◆ Records for this exercise:
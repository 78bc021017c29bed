use uuid::Uuid;

use super::{BackendClient, Query};
use crate::dto::ProfileUpdate;
use crate::dto::profile::ProfileRow;
use crate::entities::{Profile, tables};
use crate::error::AppError;

/// # Errors
///
/// Returns [`AppError::NotFound`] when the user has no profile yet.
pub async fn get_profile(client: &BackendClient, user_id: Uuid) -> Result<Profile, AppError> {
    client
        .select_one(tables::PROFILES, &Query::new().eq("id", user_id))
        .await
}

/// Create the profile or merge `update` into the existing one.
///
/// # Errors
///
/// Returns the backend error, [`AppError::Conflict`] if the username is taken.
pub async fn upsert_profile(
    client: &BackendClient,
    user_id: Uuid,
    update: &ProfileUpdate,
) -> Result<Profile, AppError> {
    let row = ProfileRow {
        id: user_id,
        update,
    };
    client.upsert(tables::PROFILES, &row).await
}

◆ Your task: From the entries, copy every line in which the string "await" can be found.

◆ Your response:
        .await
    client.upsert(tables::PROFILES, &row).await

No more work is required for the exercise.